Schleichende Wende: Die Zeit nach der Wiedervereinigung unter der Lupe

Von Julia Groth

Was meint Martin Walser, wenn er vom geteilten Deutschland als einer »blutenden Wunde« spricht? Und was Richard von Weizsäcker, wenn er bei einer Rede zum vierzigsten Jahrestag des Kriegsendes erklärt, das »deutsche Volk« sei immer noch geteilt? Die Vorstellung von einem Volk, das trotz der Mauer immer zusammengehörte, ist nur eine der Ideen von der deutschen Nation, die Joannah Caborn in ihrem Buch untersucht. Schleichende Wende - Diskurse von Nation und Erinnerung bei der Konstituierung der Berliner Republik ist eine Analyse der politischen und gesellschaftlichen Diskurse über Nation und Nationalismus seit den frühen Neunzigerjahren.
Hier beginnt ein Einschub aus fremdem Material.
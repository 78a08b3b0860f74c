//! Partition generation: turning row ids into train/test splits
//!
//! A [`PartitionSpec`] describes a strategy; [`generate`] materializes it
//! into a [`Partitioning`] for one concrete row-id set. Generation is pure:
//! the same row ids, spec and seed always give the same splits.

use std::collections::HashSet;
use std::fmt;
use std::path::Path;
use std::sync::Arc;

use rand::seq::SliceRandom;
use rand::{Rng, SeedableRng};
use rand_chacha::ChaCha8Rng;
use serde::{Deserialize, Serialize};
use tracing::debug;

use crate::error::{Error, Result};
use crate::task::{Task, TaskType};
use crate::value::RowId;

/// Seed used when a spec does not carry one
pub const DEFAULT_SEED: u64 = 0x5eed_cafe;

/// Resampling strategy with its parameters
#[derive(Debug, Clone, PartialEq, Serialize, Deserialize)]
pub enum Strategy {
    /// One split, `ratio` of the rows go to train
    Holdout {
        /// Share of rows used for training, in `(0, 1)`
        ratio: f64,
    },

    /// k-fold cross-validation, optionally repeated
    CrossValidation {
        /// Number of folds, at least 2
        folds: usize,
        /// Number of independent repetitions, at least 1
        repeats: usize,
    },

    /// One fold per row
    LeaveOneOut,

    /// Train on a sample drawn with replacement, test on the rows never drawn
    Bootstrap {
        /// Number of splits, at least 1
        repeats: usize,
        /// Sample size as a share of the rows, in `(0, 1]`
        ratio: f64,
    },

    /// Repeated holdout
    Subsampling {
        /// Number of splits, at least 1
        repeats: usize,
        /// Share of rows used for training, in `(0, 1)`
        ratio: f64,
    },

    /// Caller-supplied splits
    Custom {
        /// Train rows per split
        train_sets: Vec<Vec<RowId>>,
        /// Test rows per split
        test_sets: Vec<Vec<RowId>>,
    },
}

/// An immutable resampling description
#[derive(Debug, Clone, PartialEq, Serialize, Deserialize)]
pub struct PartitionSpec {
    strategy: Strategy,
    seed: Option<u64>,
    stratify: bool,
}

impl PartitionSpec {
    /// Spec for an arbitrary strategy
    pub fn new(strategy: Strategy) -> Self {
        Self {
            strategy,
            seed: None,
            stratify: false,
        }
    }

    /// Holdout with `ratio` of the rows in train
    pub fn holdout(ratio: f64) -> Self {
        Self::new(Strategy::Holdout { ratio })
    }

    /// k-fold cross-validation
    pub fn cv(folds: usize) -> Self {
        Self::new(Strategy::CrossValidation { folds, repeats: 1 })
    }

    /// Repeated k-fold cross-validation
    pub fn repeated_cv(folds: usize, repeats: usize) -> Self {
        Self::new(Strategy::CrossValidation { folds, repeats })
    }

    /// Leave-one-out
    pub fn loo() -> Self {
        Self::new(Strategy::LeaveOneOut)
    }

    /// Bootstrap with full-size samples
    pub fn bootstrap(repeats: usize) -> Self {
        Self::new(Strategy::Bootstrap { repeats, ratio: 1.0 })
    }

    /// Repeated holdout
    pub fn subsampling(repeats: usize, ratio: f64) -> Self {
        Self::new(Strategy::Subsampling { repeats, ratio })
    }

    /// Explicit splits
    pub fn custom(train_sets: Vec<Vec<RowId>>, test_sets: Vec<Vec<RowId>>) -> Self {
        Self::new(Strategy::Custom {
            train_sets,
            test_sets,
        })
    }

    /// Copy of this spec with an explicit seed
    #[must_use]
    pub fn with_seed(mut self, seed: u64) -> Self {
        self.seed = Some(seed);
        self
    }

    /// Copy of this spec with stratification by target switched on or off
    #[must_use]
    pub fn stratified(mut self, stratify: bool) -> Self {
        self.stratify = stratify;
        self
    }

    /// Strategy and parameters
    pub fn strategy(&self) -> &Strategy {
        &self.strategy
    }

    /// Explicit seed, if any
    pub fn seed(&self) -> Option<u64> {
        self.seed
    }

    /// Whether splits are stratified by target
    pub fn is_stratified(&self) -> bool {
        self.stratify
    }

    /// Short strategy name
    pub fn id(&self) -> &'static str {
        match self.strategy {
            Strategy::Holdout { .. } => "holdout",
            Strategy::CrossValidation { repeats: 1, .. } => "cv",
            Strategy::CrossValidation { .. } => "repeated_cv",
            Strategy::LeaveOneOut => "loo",
            Strategy::Bootstrap { .. } => "bootstrap",
            Strategy::Subsampling { .. } => "subsampling",
            Strategy::Custom { .. } => "custom",
        }
    }

    /// Number of splits this spec produces for `n` rows
    pub fn iters(&self, n: usize) -> usize {
        match &self.strategy {
            Strategy::Holdout { .. } => 1,
            Strategy::CrossValidation { folds, repeats } => folds * repeats,
            Strategy::LeaveOneOut => n,
            Strategy::Bootstrap { repeats, .. } | Strategy::Subsampling { repeats, .. } => *repeats,
            Strategy::Custom { train_sets, .. } => train_sets.len(),
        }
    }

    /// Check parameter domains and the minimum row count for `n` rows
    pub fn validate(&self, n: usize) -> Result<()> {
        match &self.strategy {
            Strategy::Holdout { ratio } => {
                check_open_ratio(*ratio)?;
                check_train_size(*ratio, n)?;
            }
            Strategy::Subsampling { repeats, ratio } => {
                check_repeats(*repeats)?;
                check_open_ratio(*ratio)?;
                check_train_size(*ratio, n)?;
            }
            Strategy::CrossValidation { folds, repeats } => {
                check_repeats(*repeats)?;
                if *folds < 2 {
                    return Err(Error::config(format!("folds must be >= 2, got {}", folds)));
                }
                if *folds > n {
                    return Err(Error::config(format!(
                        "{} folds need at least {} rows, got {}",
                        folds, folds, n
                    )));
                }
            }
            Strategy::LeaveOneOut => {
                if n < 2 {
                    return Err(Error::config(format!(
                        "leave-one-out needs at least 2 rows, got {}",
                        n
                    )));
                }
            }
            Strategy::Bootstrap { repeats, ratio } => {
                check_repeats(*repeats)?;
                if !(*ratio > 0.0 && *ratio <= 1.0) {
                    return Err(Error::config(format!(
                        "bootstrap ratio must lie in (0, 1], got {}",
                        ratio
                    )));
                }
                if n < 2 {
                    return Err(Error::config(format!(
                        "bootstrap needs at least 2 rows, got {}",
                        n
                    )));
                }
                if rounded_share(*ratio, n) == 0 {
                    return Err(Error::config(format!(
                        "bootstrap ratio {} draws no rows out of {}",
                        ratio, n
                    )));
                }
            }
            Strategy::Custom {
                train_sets,
                test_sets,
            } => {
                if train_sets.is_empty() || train_sets.len() != test_sets.len() {
                    return Err(Error::config(format!(
                        "custom resampling needs matching, non-empty train/test lists, got {} and {}",
                        train_sets.len(),
                        test_sets.len()
                    )));
                }
            }
        }
        if self.stratify && matches!(self.strategy, Strategy::LeaveOneOut | Strategy::Custom { .. }) {
            return Err(Error::config(format!(
                "stratification is not available for '{}'",
                self.id()
            )));
        }
        Ok(())
    }

    /// Materialize this spec for a task's active rows
    ///
    /// With stratification on, rows are grouped by target class and every
    /// group is spread over the splits in proportion.
    pub fn instantiate(&self, task: &Task) -> Result<Partitioning> {
        if self.stratify {
            if task.task_type() != TaskType::Classification {
                return Err(Error::config(format!(
                    "stratification needs a classification task, '{}' is {}",
                    task.id(),
                    task.task_type()
                )));
            }
            let strata = strata(task)?;
            let partitioning = generate_stratified(&strata, self)?;
            debug!(
                task = task.id(),
                spec = %self,
                strata = strata.len(),
                "instantiated stratified partitioning"
            );
            Ok(partitioning)
        } else {
            let partitioning = generate(task.row_ids(), self)?;
            debug!(
                task = task.id(),
                spec = %self,
                iters = partitioning.iters(),
                "instantiated partitioning"
            );
            Ok(partitioning)
        }
    }
}

impl fmt::Display for PartitionSpec {
    fn fmt(&self, f: &mut fmt::Formatter<'_>) -> fmt::Result {
        match &self.strategy {
            Strategy::Holdout { ratio } => write!(f, "holdout(ratio={})", ratio),
            Strategy::CrossValidation { folds, repeats: 1 } => write!(f, "cv(folds={})", folds),
            Strategy::CrossValidation { folds, repeats } => {
                write!(f, "repeated_cv(folds={}, repeats={})", folds, repeats)
            }
            Strategy::LeaveOneOut => write!(f, "loo"),
            Strategy::Bootstrap { repeats, ratio } => {
                write!(f, "bootstrap(repeats={}, ratio={})", repeats, ratio)
            }
            Strategy::Subsampling { repeats, ratio } => {
                write!(f, "subsampling(repeats={}, ratio={})", repeats, ratio)
            }
            Strategy::Custom { train_sets, .. } => write!(f, "custom(iters={})", train_sets.len()),
        }
    }
}

fn check_open_ratio(ratio: f64) -> Result<()> {
    if ratio > 0.0 && ratio < 1.0 {
        Ok(())
    } else {
        Err(Error::config(format!("ratio must lie in (0, 1), got {}", ratio)))
    }
}

fn check_repeats(repeats: usize) -> Result<()> {
    if repeats >= 1 {
        Ok(())
    } else {
        Err(Error::config("repeats must be >= 1"))
    }
}

fn check_train_size(ratio: f64, n: usize) -> Result<()> {
    let n_train = rounded_share(ratio, n);
    if n_train == 0 || n_train >= n {
        return Err(Error::config(format!(
            "ratio {} leaves an empty train or test set for {} rows",
            ratio, n
        )));
    }
    Ok(())
}

#[allow(
    clippy::cast_possible_truncation,
    clippy::cast_sign_loss,
    clippy::cast_precision_loss
)]
fn rounded_share(ratio: f64, n: usize) -> usize {
    (ratio * n as f64).round() as usize
}

/// One train/test pair
#[derive(Debug, Clone, PartialEq, Eq, Serialize, Deserialize)]
pub struct Split {
    /// Train rows; bootstrap samples may repeat ids
    pub train: Vec<RowId>,

    /// Test rows
    pub test: Vec<RowId>,
}

/// A materialized resampling: an ordered sequence of splits
#[derive(Debug, Clone, PartialEq, Serialize, Deserialize)]
pub struct Partitioning {
    spec: PartitionSpec,
    splits: Vec<Split>,
}

impl Partitioning {
    /// Spec this partitioning was generated from
    pub fn spec(&self) -> &PartitionSpec {
        &self.spec
    }

    /// Short strategy name
    pub fn id(&self) -> &'static str {
        self.spec.id()
    }

    /// Number of splits
    pub fn iters(&self) -> usize {
        self.splits.len()
    }

    /// All splits in order
    pub fn splits(&self) -> &[Split] {
        &self.splits
    }

    /// Train rows of split `i`, 1-based
    pub fn train_set(&self, i: usize) -> Result<&[RowId]> {
        Ok(&self.split(i)?.train)
    }

    /// Test rows of split `i`, 1-based
    pub fn test_set(&self, i: usize) -> Result<&[RowId]> {
        Ok(&self.split(i)?.test)
    }

    fn split(&self, i: usize) -> Result<&Split> {
        if i == 0 || i > self.splits.len() {
            return Err(Error::IndexOutOfBounds {
                index: i,
                len: self.splits.len(),
            });
        }
        Ok(&self.splits[i - 1])
    }

    /// Check that every referenced row is an active row of `task`
    ///
    /// Custom splits only need to exist in the backend.
    pub fn check_bound_to(&self, task: &Task) -> Result<()> {
        if let Strategy::Custom { .. } = self.spec.strategy {
            let backend = task.backend();
            for split in &self.splits {
                if let Some(id) = split
                    .train
                    .iter()
                    .chain(&split.test)
                    .find(|id| !backend.contains_row(id))
                {
                    return Err(Error::config(format!(
                        "custom split references unknown row {} of task '{}'",
                        id,
                        task.id()
                    )));
                }
            }
            return Ok(());
        }

        let active: HashSet<&RowId> = task.row_ids().iter().collect();
        for split in &self.splits {
            if let Some(id) = split.train.iter().chain(&split.test).find(|id| !active.contains(id)) {
                return Err(Error::config(format!(
                    "partitioning '{}' references row {} which is not an active row of task '{}'",
                    self.id(),
                    id,
                    task.id()
                )));
            }
        }
        Ok(())
    }

    /// Encode for reuse across runs
    pub fn to_bytes(&self) -> Result<Vec<u8>> {
        bincode::serialize(self).map_err(Error::Serialization)
    }

    /// Decode a partitioning produced by [`Partitioning::to_bytes`]
    pub fn from_bytes(data: &[u8]) -> Result<Self> {
        let partitioning: Self = bincode::deserialize(data).map_err(Error::Serialization)?;
        for split in &partitioning.splits {
            check_disjoint(split)?;
        }
        Ok(partitioning)
    }

    /// Write the encoded partitioning to a file
    pub fn save(&self, path: &Path) -> Result<()> {
        std::fs::write(path, self.to_bytes()?)?;
        Ok(())
    }

    /// Read a partitioning written by [`Partitioning::save`]
    pub fn load(path: &Path) -> Result<Self> {
        Self::from_bytes(&std::fs::read(path)?)
    }
}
Die Frankfurter Rundschau (FR), die Frankfurter Allgemeine Zeitung (FAZ) und die Sächsische Zeitung hat die Autorin dafür unter die Lupe genommen. Wie viele wissenschaftliche Arbeiten ist Schleichende Wende nicht einfach zu lesen. Die Erklärungen zur Diskurstheorie und zur Analysemethode, die Caborn zu Anfang des Buches erklärt, können bei der Lektüre guten Gewissens ausgespart werden. Interessanter wird es beispielsweise, wenn sie auf die Hauptstadtdebatte zu sprechen kommt. Bonn oder Berlin? Erstere wurde in den Medien als kultiviert und bürgerlich dargestellt, letztere als besonders fortschrittlich. Die BonnerInnen seien vom Wesen her offen und herzlich, typische rheinische Frohnaturen. Die BerlinerInnen wurden dagegen häufig als notorische Meckerer beschrieben. »Vorlaut, großmäulig, angeberhaft, kaltschnäuzig und zynisch« sollen sie sein, schrieb die FAZ Anfang 1995. Und die FR stellte zwei Jahre zuvor fest: »Bei der Berliner Schnauze denkste immer, gleich bellt einer hinter dir.« Als Folge dieser angeblichen Beobachtungen wurde in den Medien oft behauptet, mit dem Umzug der Regierung nach Berlin werde sich in Deutschland ein neuer Politikstil entwickeln, der offener, kritischer und zupackender sei. Denn »jede Hauptstadt ist ein Spiegel der Nation«, wie der damalige Berliner Bürgermeister Eberhard Diepgen 1995 gegenüber der FAZ sagte. Caborns Versuch, die Medienstimmen zum Regierungsumzug nach Berlin möglichst umfassend auszuwerten, scheint an manchen Stellen etwas beliebig. Wenn Zeitungen darüber schreiben, dass es in der jetzigen Hauptstadt einen anderen Baustil gibt als in Bonn, mag das stimmen. Interessant oder von Belang ist es deswegen aber noch nicht. Und was die Glaskuppel des Bundestagsgebäudes mit der Entstehung eines neuen Nationalgefühls zu tun hat, ist nur schwer nachvollziehbar.